As it well known, Henry relied heavily on his legal advisers, especially Justice William Thirning, who dissuaded Henry from claiming the throne by right of conquest. Equally well known is the fact that Henry set up a committee to discover whether his maternal ancestor, Edmund Crouchback, was in fact the elder brother of Edward I. Hardyng states that he heard from the earl of Northumerbalnd that Henry IV had produced a chronicle on 21 September 1399 that claimed Edmund Crouchback was actually the elder brother. It is likely that he did so, for the matter was checked in 'all the chronicles of Westminster and of all the other well-known monasteries' by a committee at this time. Adam Usk, who served on this committee, repeats the various sources he found for dispelling any possibility of the story being true. There can be no doubt therefore that Henry was informed that it was a myth. And yet this belief is often stated as the reason why he claimed the throne as the heir of Henry III. Herein we have a objective inconsistency: we have good information that Henry was looking for a legal basis on which to base his claim to the throne, and we have good information that he was told the Edmund Crouchback story was false. So it does not make sense for historians to claim that, despite the legal advice, he went ahead ad based his claim to the throne on a known falsehood. It would have been better for him if he had claimed right of conquest.

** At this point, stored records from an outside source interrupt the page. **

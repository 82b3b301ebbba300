//! Throwaway Postgres databases for integration tests.
//!
//! Suites point `FOLIO_TEST_DATABASE_URL` at any reachable server; each call
//! to [`start_postgres`] creates a uniquely named database on it and drops the
//! database again when the handle goes out of scope.

use std::str::FromStr;
use std::time::{SystemTime, UNIX_EPOCH};

use anyhow::{Context, Result, anyhow};
use postgres::NoTls;
use url::Url;

/// Environment variable naming the server used by integration suites.
pub const TEST_DATABASE_ENV: &str = "FOLIO_TEST_DATABASE_URL";

/// Handle to a database that lives for the duration of a test.
pub struct TestDatabase {
    connection_string: String,
    admin_url: String,
    name: String,
}

impl TestDatabase {
    /// Connection string that can be handed to `sqlx`.
    #[must_use]
    pub fn connection_string(&self) -> &str {
        &self.connection_string
    }

    /// Name of the generated database.
    #[must_use]
    pub fn name(&self) -> &str {
        &self.name
    }
}

impl Drop for TestDatabase {
    fn drop(&mut self) {
        let statement = format!("DROP DATABASE IF EXISTS \"{}\" WITH (FORCE)", self.name);
        let _ = run_admin_statement(&self.admin_url, statement);
    }
}

/// Create a fresh database on the server named by `FOLIO_TEST_DATABASE_URL`.
///
/// # Errors
///
/// Returns an error when the variable is unset, unparsable, or the server
/// refuses the `CREATE DATABASE` statement. Callers usually skip the test in
/// that case.
pub fn start_postgres() -> Result<TestDatabase> {
    let base = std::env::var(TEST_DATABASE_ENV)
        .with_context(|| format!("{TEST_DATABASE_ENV} is not set"))?;
    create_on(&base)
}

fn create_on(base_url: &str) -> Result<TestDatabase> {
    let parsed = Url::parse(base_url).context("invalid postgres connection url")?;
    let name = unique_database_name();

    let mut target = parsed.clone();
    target.set_path(&format!("/{name}"));

    let mut last_error = None;
    for admin_url in admin_candidates(&parsed) {
        match run_admin_statement(&admin_url, format!("CREATE DATABASE \"{name}\"")) {
            Ok(()) => {
                return Ok(TestDatabase {
                    connection_string: target.to_string(),
                    admin_url,
                    name,
                });
            }
            Err(err) => last_error = Some(err),
        }
    }

    Err(last_error.unwrap_or_else(|| anyhow!("failed to create test database")))
}

fn admin_candidates(base: &Url) -> Vec<String> {
    let mut admin = base.clone();
    admin.set_path("/postgres");
    let mut candidates = vec![admin.to_string()];
    if admin.path() != base.path() {
        candidates.push(base.to_string());
    }
    candidates
}

// The blocking client owns its own runtime, so it must not run on a tokio worker.
fn run_admin_statement(admin_url: &str, statement: String) -> Result<()> {
    let admin_url = admin_url.to_string();
    std::thread::spawn(move || -> Result<()> {
        let config = postgres::Config::from_str(&admin_url)?;
        let mut client = config.connect(NoTls)?;
        client
            .simple_query(&statement)
            .map(|_| ())
            .with_context(|| format!("failed to run `{statement}`"))
    })
    .join()
    .unwrap_or_else(|_| Err(anyhow!("admin statement thread panicked")))
}

fn unique_database_name() -> String {
    let nanos = SystemTime::now()
        .duration_since(UNIX_EPOCH)
        .unwrap_or_default()
        .as_nanos();
    format!("folio_test_{}_{nanos}", std::process::id())
}

#[cfg(test)]
mod tests {
    use super::*;

    #[test]
    fn admin_candidates_prefer_maintenance_database() {
        let base = Url::parse("postgres://user:pw@localhost:5432/app").expect("url");
        let candidates = admin_candidates(&base);
        assert_eq!(candidates.len(), 2);
        assert!(candidates[0].ends_with("/postgres"));
        assert!(candidates[1].ends_with("/app"));
    }

    #[test]
    fn admin_candidates_deduplicate_postgres_path() {
        let base = Url::parse("postgres://localhost/postgres").expect("url");
        assert_eq!(admin_candidates(&base).len(), 1);
    }

    #[test]
    fn database_names_are_identifier_safe() {
        let name = unique_database_name();
        assert!(name.starts_with("folio_test_"));
        assert!(name.chars().all(|c| c.is_ascii_alphanumeric() || c == '_'));
    }
}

Given the findings above, there is every likelihood that in 1399 there was some other reason why Henry IV mentioned Henry III in his claim to the throne. It could be that Thirning knew that Henry III had entailed the throne of England on his heirs male. In support of this it may be noted that, when Richard of York claimed the throne in 1460, the lords put forward more than one entail in support of the Lancastrian claim: 'dyvers entayles made to the heires male as for the corone of Englond'. Obviously the 1406 parliamentary settlement was one. But how many others were there? The entailment of Edward I would not have helped the lords' case, nor would Richard II's settlement (had it survived) So there were only two other English settlements that can have been relevant, so far as we know and suspect: those of Edward III and Henry III.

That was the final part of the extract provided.